In 2013 Clonakilty were relegated from the senior ranks to the junior ranks, after 12 seasons in the All-Ireland League, and that was a blow to the club and players like Lombard who had soldiered with Clon in the good days, but there were plenty of good times too; winning the Division 3 final in ’06 stands out.

Lombard was the last man standing from that team, the last remaining playing link still involved before he decided to retire from playing. Mike Keohane played a bit last season and while Alfie Harte is involved in coaching with the Clon juniors this season, it really is the end of an era.

A personal highlight for Lombard was winning his first cap with the Ireland U18 club team away against Italy, and for a spell in the noughties the talented centre was a much-sought after player, but he continually pledged his future to Clon despite interest from more established clubs in the top tier of the All-Ireland League.

‘I could have left a couple of times but I always stayed. It’s been enjoyable, I’ve loved my time with Clon, it never felt it was the right move to leave at any point.

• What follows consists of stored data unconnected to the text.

use std::ops::Range;

use super::kinematics::GnssKinematics;
use crate::config::HeadingConfig;
use crate::error::{ensure_len, FusionResult};
use crate::types::{wrap_angle, yaw_rotation, Attitude, StationaryInterval, Vec3, WorldSeries};

/// Non-stationary window used to compare GNSS and inertial bearings
#[derive(Clone, Copy, Debug, PartialEq, Eq)]
pub struct MotionReference {
    pub start: usize,
    pub end: usize,
}

impl MotionReference {
    pub fn len(&self) -> usize {
        self.end - self.start
    }

    pub fn is_empty(&self) -> bool {
        self.end <= self.start
    }

    pub fn range(&self) -> Range<usize> {
        self.start..self.end
    }
}

#[derive(Clone, Debug)]
pub struct HeadingAlignment {
    pub accelerations: WorldSeries,
    pub attitude: Vec<Attitude>,
    /// Applied yaw correction [rad], `None` when the window was unusable
    pub correction: Option<f64>,
    pub reference: Option<MotionReference>,
}

/// First gap between stationary intervals spanning at least `min_samples`.
pub fn find_motion_reference(
    stationary: &[StationaryInterval],
    len: usize,
    min_samples: usize,
) -> Option<MotionReference> {
    let mut cursor = 0;
    let bounds = stationary.iter().map(|s| (s.start, s.end)).chain([(len, len)]);
    for (start, end) in bounds {
        let gap = MotionReference {
            start: cursor,
            end: start.min(len),
        };
        if !gap.is_empty() && gap.len() >= min_samples {
            return Some(gap);
        }
        cursor = cursor.max(end);
    }
    None
}

fn bearing(v: &Vec3) -> f64 {
    v.y.atan2(v.x)
}

/// Horizontal GNSS displacement over the window minus what the velocity at
/// its first sample alone would have travelled.
fn gnss_change(times: &[f64], gnss: &GnssKinematics, window: &MotionReference) -> Vec3 {
    let (first, last) = (window.start, window.end - 1);
    let span = times[last] - times[first];
    let mut change = gnss.positions[last] - gnss.positions[first] - gnss.velocities[first] * span;
    change.z = 0.0;
    change
}

/// Trapezoidal integral of `velocity - velocity[start]` over the window.
///
/// Independent of the constant the velocity was integrated from.
fn inertial_change(times: &[f64], velocity: &WorldSeries, window: &MotionReference) -> Vec3 {
    let base = velocity[window.start];
    let range = window.range();
    let mut change = times[range.clone()]
        .windows(2)
        .zip(velocity[range].windows(2))
        .fold(Vec3::zeros(), |acc, (t, v)| {
            acc + ((v[0] + v[1]) * 0.5 - base) * (t[1] - t[0])
        });
    change.z = 0.0;
    change
}

/// Rotate the world frame about z so inertial motion agrees with the GNSS
/// bearing over the motion reference window.
///
/// Both sides compare the displacement gained beyond the starting velocity,
/// so a drive already under way when the window opens is handled the same
/// as one starting from rest. `inertial` is world-frame velocity from
/// un-aided integration; its initial value does not matter.
pub fn align_heading(
    times: &[f64],
    gnss: &GnssKinematics,
    inertial: &WorldSeries,
    accelerations: &WorldSeries,
    attitude: &[Attitude],
    stationary: &[StationaryInterval],
    config: &HeadingConfig,
) -> FusionResult<HeadingAlignment> {
    let n = accelerations.len();
    ensure_len("heading times", n, times.len())?;
    ensure_len("gnss positions", n, gnss.positions.len())?;
    ensure_len("gnss velocities", n, gnss.velocities.len())?;
    ensure_len("inertial reference", n, inertial.len())?;
    ensure_len("attitude", n, attitude.len())?;

    let unchanged = |reference| HeadingAlignment {
        accelerations: accelerations.clone(),
        attitude: attitude.to_vec(),
        correction: None,
        reference,
    };

    let Some(reference) = find_motion_reference(stationary, n, config.min_motion_samples) else {
        log::warn!(
            "Heading alignment skipped: no motion window of {} samples",
            config.min_motion_samples
        );
        return Ok(unchanged(None));
    };

    let measured = gnss_change(times, gnss, &reference);
    let integrated = inertial_change(times, inertial, &reference);

    if measured.norm() < config.min_displacement || integrated.norm() < config.min_inertial_norm {
        log::warn!(
            "Heading alignment skipped: degenerate window {}..{} (gnss {:.2} m, inertial {:.2} m)",
            reference.start,
            reference.end,
            measured.norm(),
            integrated.norm()
        );
        return Ok(unchanged(Some(reference)));
    }

    let correction = wrap_angle(bearing(&measured) - bearing(&integrated));
    log::info!(
        "Heading alignment: {:.2} deg from samples {}..{}",
        correction.to_degrees(),
        reference.start,
        reference.end
    );

    let rotation = yaw_rotation(correction);
    Ok(HeadingAlignment {
        accelerations: accelerations.map(|a| rotation * a),
        attitude: attitude.iter().map(|q| rotation * q).collect(),
        correction: Some(correction),
        reference: Some(reference),
    })
}
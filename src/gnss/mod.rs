//! GNSS aiding: local kinematics from fixes and absolute heading

pub mod heading;
pub mod kinematics;

pub use heading::{align_heading, find_motion_reference, HeadingAlignment, MotionReference};
pub use kinematics::{
    accelerations, differentiate, haversine_distance, positions_from_geodetic, resample_linear,
    speeds, track_distance, velocities, GnssKinematics,
};
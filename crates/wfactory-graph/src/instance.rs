use serde::{Deserialize, Serialize};
use wfactory_template::{Attributes, Link, ParentRef, UsageDeclaration};

/// Overall status of a freshly materialized instance.
#[derive(Debug, Clone, Copy, PartialEq, Eq, Serialize, Deserialize)]
#[serde(rename_all = "snake_case")]
pub enum InstanceStatus {
  Ready,
}

/// Status of a freshly materialized job node.
#[derive(Debug, Clone, Copy, PartialEq, Eq, Serialize, Deserialize)]
#[serde(rename_all = "snake_case")]
pub enum JobStatus {
  Waiting,
}

/// Status of a job's file usage before anything has run.
#[derive(Debug, Clone, Copy, PartialEq, Eq, Serialize, Deserialize)]
#[serde(rename_all = "snake_case")]
pub enum DataStatus {
  NotReady,
}

/// Pointer from a data node to a job that produces or consumes it.
#[derive(Debug, Clone, PartialEq, Eq, Serialize, Deserialize)]
pub struct JobRef {
  pub job_name: String,
  pub job_id: usize,
  pub job_uri: String,
}

/// A job's file usage, stamped with the data node it resolves to.
#[derive(Debug, Clone, PartialEq, Eq, Serialize, Deserialize)]
pub struct UsageNode {
  pub file: String,
  #[serde(skip_serializing_if = "Option::is_none")]
  pub size: Option<u64>,
  pub link: Link,
  pub status: DataStatus,
  /// Data node id, set during back-linking.
  #[serde(skip_serializing_if = "Option::is_none")]
  pub id: Option<usize>,
  /// Data node uri, set during back-linking.
  #[serde(skip_serializing_if = "Option::is_none")]
  pub uri: Option<String>,
  #[serde(default, skip_serializing_if = "Attributes::is_empty")]
  pub attributes: Attributes,
}

impl From<UsageDeclaration> for UsageNode {
  fn from(usage: UsageDeclaration) -> Self {
    Self {
      file: usage.file,
      size: usage.size,
      link: usage.link,
      status: DataStatus::NotReady,
      id: None,
      uri: None,
      attributes: usage.attributes,
    }
  }
}

/// A job of a materialized instance.
#[derive(Debug, Clone, PartialEq, Eq, Serialize, Deserialize)]
pub struct JobNode {
  /// Template-level id.
  pub id: String,
  /// 1-based position in the template's job list.
  pub job_id: usize,
  pub name: String,
  pub status: JobStatus,
  pub uri: String,
  /// Parents from the template's child entry. `None` for jobs no child
  /// entry names; this is distinct from an empty list.
  #[serde(skip_serializing_if = "Option::is_none")]
  pub parents: Option<Vec<ParentRef>>,
  #[serde(default, skip_serializing_if = "Attributes::is_empty")]
  pub attributes: Attributes,
  pub uses: Vec<UsageNode>,
}

impl JobNode {
  /// A reference to this job for data lineage lists.
  pub fn reference(&self) -> JobRef {
    JobRef {
      job_name: self.name.clone(),
      job_id: self.job_id,
      job_uri: self.uri.clone(),
    }
  }

  /// Whether this job has no recorded parents.
  pub fn is_root(&self) -> bool {
    self.parents.is_none()
  }
}

/// A data artifact of a materialized instance, identified by file name.
#[derive(Debug, Clone, PartialEq, Eq, Serialize, Deserialize)]
pub struct DataNode {
  /// 1-based, in discovery order.
  pub id: usize,
  pub uri: String,
  pub name: String,
  #[serde(skip_serializing_if = "Option::is_none")]
  pub size: Option<u64>,
  /// Producers. Empty for files that pre-exist the workflow.
  pub from: Vec<JobRef>,
  /// Consumers.
  pub to: Vec<JobRef>,
}

/// A materialized, fully cross-referenced workflow graph.
#[derive(Debug, Clone, PartialEq, Eq, Serialize, Deserialize)]
pub struct Instance {
  /// Name of the template this instance was built from.
  pub template: String,
  pub uri: String,
  pub status: InstanceStatus,
  /// Jobs not yet finished.
  pub remaining_jobs: usize,
  pub jobs: Vec<JobNode>,
  pub data: Vec<DataNode>,
}

impl Instance {
  /// Get a job by its 1-based `job_id`.
  pub fn get_job(&self, job_id: usize) -> Option<&JobNode> {
    job_id.checked_sub(1).and_then(|i| self.jobs.get(i))
  }

  /// Get a data node by its 1-based id.
  pub fn get_data(&self, id: usize) -> Option<&DataNode> {
    id.checked_sub(1).and_then(|i| self.data.get(i))
  }

  /// Data nodes carrying the given file name, in discovery order.
  pub fn data_named<'a>(&'a self, name: &'a str) -> impl Iterator<Item = &'a DataNode> + 'a {
    self.data.iter().filter(move |d| d.name == name)
  }

  /// Jobs with no recorded parents.
  pub fn root_jobs(&self) -> impl Iterator<Item = &JobNode> {
    self.jobs.iter().filter(|j| j.is_root())
  }
}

I started with Clon when I was seven and I was a one-club man,’ explained Lombard, who lives in Dunmanway with his wife Elaine.

Name-checking Alfie and Lenny Harte, Derek and Paul Dillon, Joe and Eddie Knowles, Danny Whelton, Mike Keohane, Declan (player/coach in 2006 when Clon won Division 3) and Ray Coppinger as some of the top players he lined out with during his time with Clon, Lombard is keen to continue coaching.

With two years as player/manager under his belt, and one season as an assistant manager before that, the former Clon centre is now the backs coach for the Munster women’s team. He was asked to come on board by coach Wayne Falvey, who played with Clon in the past. They both undertook an IRFU Level 2 Head Coach course in Johnstown last year, and afterwards Falvey contacted Lombard to see if he was interested in coming on board with the Munster team.

‘I am still coaching but I don’t miss the playing side of things, which is a good thing. If I thought I’d miss it I probably wouldn’t have called it a day,’ he explained.

‘Coaching with Munster keeps me involved in rugby without the full-time commitment of three, four nights a week.

‘I have coaching qualifications, I enjoy it and it’s something I want to keep at. Being involved with the Munster women is ideal because it’s short-term.

‘We’re preparing for the interpros in December; our first game is away on December 3rd against Ulster. It’s very enjoyable, it’s a complete change. It’s a very professional set-up, it’s refreshing and for me after 25 years it’s no harm to be part of a different environment.’

As for the future, Lombard feels Clon – who survived a relegation score last season – are on the right road under new coach Steve Jones, but he cautioned that getting out of the junior ranks will take time as Division 1 is extremely competitive.

For now, Lombard is enjoying his new lease of life and the extra freedom outside rugby. 

‘It’s perfect. No more aches and pains on Sundays and Mondays, no more ice baths, and a lot to look forward to,’ he added, content with his decision to call it a day.